8 septembre 2000

Vous voulez vraiment  savoir comment je me sens ?

Je vous préviens, cela risque de vous paraître plutôt décousu et incohérent. Mais après une journée entière de réflexion hier suivi d'un avant-midi aujourd'hui, pour ce qui est de la cohérence, je crois bien que j'en ai actuellement plus que j'en aurai jamais, alors aussi bien coucher tout cela sur papier (virtuel) tout de suite avant que la confusion reprenne le dessus.

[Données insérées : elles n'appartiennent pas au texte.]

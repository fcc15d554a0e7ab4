// ── Hub: host-facing account lifecycle ──
//
// Owns every configured account, its Registry and the orchestrator that
// brings it online. Registries outlive unload/reload so a cloud login
// survives an options change that keeps the same identity.

use std::collections::HashMap;
use std::sync::Arc;

use sonofly_api::DiscoveryHandle;
use tokio::sync::Mutex;
use tokio::task::JoinHandle;
use tokio_util::sync::CancellationToken;
use tracing::{debug, error, info, warn};

use crate::config::HubConfig;
use crate::dedup::DedupArbiter;
use crate::dispatcher::{CommandDispatcher, Dispatched, RawCommand, RegistryMap};
use crate::error::CoreError;
use crate::model::{Account, AccountId, DeviceId, Params};
use crate::orchestrator::{SetupEntry, SetupOrchestrator, SetupOutcome, SetupState};
use crate::registry::Registry;
use crate::store::DeviceCache;
use crate::transport::{CameraTransport, TransportFactory};

struct RetryTask {
    cancel: CancellationToken,
    task: JoinHandle<()>,
}

/// A loaded account: its orchestrator and a pending retry loop, if any.
struct ActiveRun {
    orchestrator: Arc<SetupOrchestrator>,
    retry: Option<RetryTask>,
}

struct AccountSlot {
    account: Account,
    registry: Arc<Registry>,
    run: Option<ActiveRun>,
}

/// Central facade for the host.
///
/// Every lifecycle call is serialized through one async lock; command
/// dispatch never takes it.
pub struct Hub {
    config: Arc<HubConfig>,
    factory: Arc<dyn TransportFactory>,
    cache: DeviceCache,
    arbiter: Arc<DedupArbiter>,
    discovery: Arc<dyn DiscoveryHandle>,
    shutdown: CancellationToken,
    active: RegistryMap,
    dispatcher: CommandDispatcher,
    accounts: Mutex<HashMap<AccountId, AccountSlot>>,
}

impl Hub {
    pub fn new(
        config: HubConfig,
        factory: Arc<dyn TransportFactory>,
        cache: DeviceCache,
        discovery: Arc<dyn DiscoveryHandle>,
        cameras: Arc<dyn CameraTransport>,
    ) -> Self {
        let active = RegistryMap::default();
        Self {
            config: Arc::new(config),
            factory,
            cache,
            arbiter: DedupArbiter::global(),
            discovery,
            shutdown: CancellationToken::new(),
            dispatcher: CommandDispatcher::new(Arc::clone(&active), cameras),
            active,
            accounts: Mutex::new(HashMap::new()),
        }
    }

    /// Use a private ownership table instead of the process-wide one.
    pub fn with_arbiter(mut self, arbiter: Arc<DedupArbiter>) -> Self {
        self.arbiter = arbiter;
        self
    }

    pub fn dispatcher(&self) -> &CommandDispatcher {
        &self.dispatcher
    }

    pub fn arbiter(&self) -> &Arc<DedupArbiter> {
        &self.arbiter
    }

    /// Fires when the host shuts down.
    pub fn shutdown_token(&self) -> CancellationToken {
        self.shutdown.clone()
    }

    // ── Lifecycle ────────────────────────────────────────────────────

    /// Load `account`, replacing a loaded account with the same id.
    ///
    /// The existing Registry is reused when the login identity is
    /// unchanged. A retryable outcome schedules background retries.
    pub async fn setup_account(&self, account: Account) -> Result<SetupOutcome, CoreError> {
        let id = account.id();
        let mut accounts = self.accounts.lock().await;

        let registry = match accounts.remove(&id) {
            Some(mut slot) => {
                self.teardown(&id, &mut slot).await;
                if slot.account.same_identity(&account) {
                    slot.registry
                } else {
                    debug!(account = %id, "login identity changed, building new registry");
                    self.build_registry(&account)?
                }
            }
            None => self.build_registry(&account)?,
        };

        let orchestrator = Arc::new(SetupOrchestrator::new(
            account.clone(),
            Arc::clone(&registry),
            self.cache.clone(),
            Arc::clone(&self.arbiter),
            Arc::clone(&self.discovery),
            self.shutdown.clone(),
        ));
        self.active.insert(id.clone(), Arc::clone(&registry));

        let outcome = orchestrator.run(SetupEntry::Fresh).await;
        let retry = match outcome {
            SetupOutcome::Ready => {
                info!(account = %id, mode = %account.mode, "account loaded");
                None
            }
            SetupOutcome::Retryable(ref e) => {
                warn!(account = %id, error = %e, "account setup will be retried");
                Some(self.spawn_retry(Arc::clone(&orchestrator)))
            }
            SetupOutcome::Fatal(ref e) => {
                error!(account = %id, error = %e, "account setup failed");
                None
            }
        };

        accounts.insert(
            id,
            AccountSlot {
                account,
                registry,
                run: Some(ActiveRun {
                    orchestrator,
                    retry,
                }),
            },
        );
        Ok(outcome)
    }

    /// Apply changed account options by reloading the account.
    pub async fn update_options(&self, account: Account) -> Result<SetupOutcome, CoreError> {
        info!(account = %account.username, "options updated, reloading");
        self.setup_account(account).await
    }

    /// Unload and set up again with the current options.
    pub async fn reload(&self, id: &AccountId) -> Result<SetupOutcome, CoreError> {
        let account = self
            .accounts
            .lock()
            .await
            .get(id)
            .map(|slot| slot.account.clone())
            .ok_or_else(|| CoreError::Config {
                message: format!("account {id} is not configured"),
            })?;
        self.setup_account(account).await
    }

    /// Stop an account's transports and retries. The Registry is kept for
    /// a later reload. Returns `false` when nothing was loaded.
    pub async fn unload_account(&self, id: &AccountId) -> bool {
        let mut accounts = self.accounts.lock().await;
        match accounts.get_mut(id) {
            Some(slot) if slot.run.is_some() => {
                self.teardown(id, slot).await;
                info!(account = %id, "account unloaded");
                true
            }
            _ => false,
        }
    }

    /// Unload and forget an account.
    pub async fn remove_account(&self, id: &AccountId) -> bool {
        let mut accounts = self.accounts.lock().await;
        match accounts.remove(id) {
            Some(mut slot) => {
                self.teardown(id, &mut slot).await;
                info!(account = %id, "account removed");
                true
            }
            None => false,
        }
    }

    /// Drop one device from an account's directory (host "remove device"
    /// callback). The arbiter keeps the account as its owner. Returns
    /// `false` when the account or the device is unknown.
    pub async fn remove_device(&self, account: &AccountId, device: &DeviceId) -> bool {
        let accounts = self.accounts.lock().await;
        let Some(slot) = accounts.get(account) else {
            return false;
        };
        let removed = slot.registry.remove_device(device).is_some();
        if removed {
            info!(account = %account, device = %device, "device removed");
        }
        removed
    }

    /// Host shutdown: fire teardown hooks, then stop every account.
    pub async fn shutdown(&self) {
        self.shutdown.cancel();
        let mut accounts = self.accounts.lock().await;
        for (id, slot) in accounts.iter_mut() {
            self.teardown(id, slot).await;
        }
        info!(accounts = accounts.len(), "hub stopped");
    }

    fn build_registry(&self, account: &Account) -> Result<Arc<Registry>, CoreError> {
        let registry = Registry::new(
            account.id(),
            self.factory.cloud(account)?,
            self.factory.local(account)?,
        )
        .with_overrides(self.config.overrides.clone());
        Ok(Arc::new(registry))
    }

    async fn teardown(&self, id: &AccountId, slot: &mut AccountSlot) {
        self.active.remove(id);
        if let Some(run) = slot.run.take() {
            if let Some(retry) = run.retry {
                retry.cancel.cancel();
                retry.task.abort();
                if let Err(e) = retry.task.await {
                    if !e.is_cancelled() {
                        error!(account = %id, error = %e, "setup retry task failed");
                    }
                }
            }
            run.orchestrator.unregister_shutdown_hook();
            run.orchestrator.abort_bootstrap().await;
        }
        slot.registry.stop().await;
    }

    fn spawn_retry(&self, orchestrator: Arc<SetupOrchestrator>) -> RetryTask {
        let cancel = CancellationToken::new();
        let token = cancel.clone();
        let shutdown = self.shutdown.clone();
        let config = Arc::clone(&self.config);

        let task = tokio::spawn(async move {
            let account = orchestrator.account().username.clone();
            let mut attempt = 0u32;
            loop {
                let delay = config.retry_delay(attempt);
                debug!(account, attempt, ?delay, "setup retry scheduled");
                tokio::select! {
                    biased;
                    () = token.cancelled() => return,
                    () = shutdown.cancelled() => return,
                    () = tokio::time::sleep(delay) => {}
                }
                match orchestrator.run(SetupEntry::Retry).await {
                    SetupOutcome::Ready => {
                        info!(account, attempt, "account setup recovered");
                        return;
                    }
                    SetupOutcome::Retryable(e) => {
                        warn!(account, attempt, error = %e, "setup retry failed");
                        attempt = attempt.saturating_add(1);
                    }
                    SetupOutcome::Fatal(e) => {
                        error!(account, error = %e, "setup retry rejected");
                        return;
                    }
                }
            }
        });
        RetryTask { cancel, task }
    }

    // ── Queries ──────────────────────────────────────────────────────

    /// Registry of a loaded account.
    pub fn registry(&self, id: &AccountId) -> Option<Arc<Registry>> {
        self.active.get(id).map(|entry| Arc::clone(entry.value()))
    }

    pub async fn state(&self, id: &AccountId) -> Option<SetupState> {
        let accounts = self.accounts.lock().await;
        let run = accounts.get(id)?.run.as_ref()?;
        Some(run.orchestrator.state())
    }

    /// Loaded account ids, sorted.
    pub async fn accounts(&self) -> Vec<AccountId> {
        let mut ids: Vec<_> = self.accounts.lock().await.keys().cloned().collect();
        ids.sort();
        ids
    }

    /// Wait for the background bootstrap of an account to finish.
    pub async fn join_bootstrap(&self, id: &AccountId) {
        let orchestrator = {
            let accounts = self.accounts.lock().await;
            accounts
                .get(id)
                .and_then(|slot| slot.run.as_ref())
                .map(|run| Arc::clone(&run.orchestrator))
        };
        if let Some(orchestrator) = orchestrator {
            orchestrator.join_bootstrap().await;
        }
    }

    // ── Commands ─────────────────────────────────────────────────────

    pub async fn dispatch(&self, raw_id: &str, payload: Params) -> Result<Dispatched, CoreError> {
        self.dispatcher.dispatch(raw_id, payload).await
    }

    /// Fire-and-forget host command; failures are logged.
    pub async fn handle(&self, command: RawCommand) -> Option<Dispatched> {
        self.dispatcher.handle(command).await
    }
}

Avertissement: ceux qui se sentent un peu mélancoliques ou qui souffrent d'une légère déprime sont priés de s'abstenir de lire ce qui suit.

Allons-y donc, un sentiment à la fois.

Commençons par l'ennui.

Est-ce de l'ennui que je ressens ?

Oui, mais cela n'est pas la cause de mon état d'âme. Toute ma vie a été ponctuée de périodes d'ennui, comme ce fut le cas pour chacun d'entre vous j'en suis sûr. Je passe régulièrement de longues journées à m'ennuyer, à avoir hâte que le temps passe, à me dire "enfin, l'heure du dîner", ou "enfin, l'heure du bulletin de nouvelles", ou alors "enfin, la journée est finie, l'heure d'aller me coucher". J'en ressens de la frustration bien sûr, un sentiment que je perd un temps précieux, que je laisse passer la vie sous mon nez. Mais à chaque fois qu'on s'ennuie on se dit toujours que ça va passer, et on s'accroche toujours à l'espoir de notre prochaine activité, notre prochaine sortie, notre prochaine rencontre, ou au pire on se dit que demain est un autre jour et que tout sera différent, et on y croit et ça finit là.

Mais que se passe-t-il quand on n'y crois plus ?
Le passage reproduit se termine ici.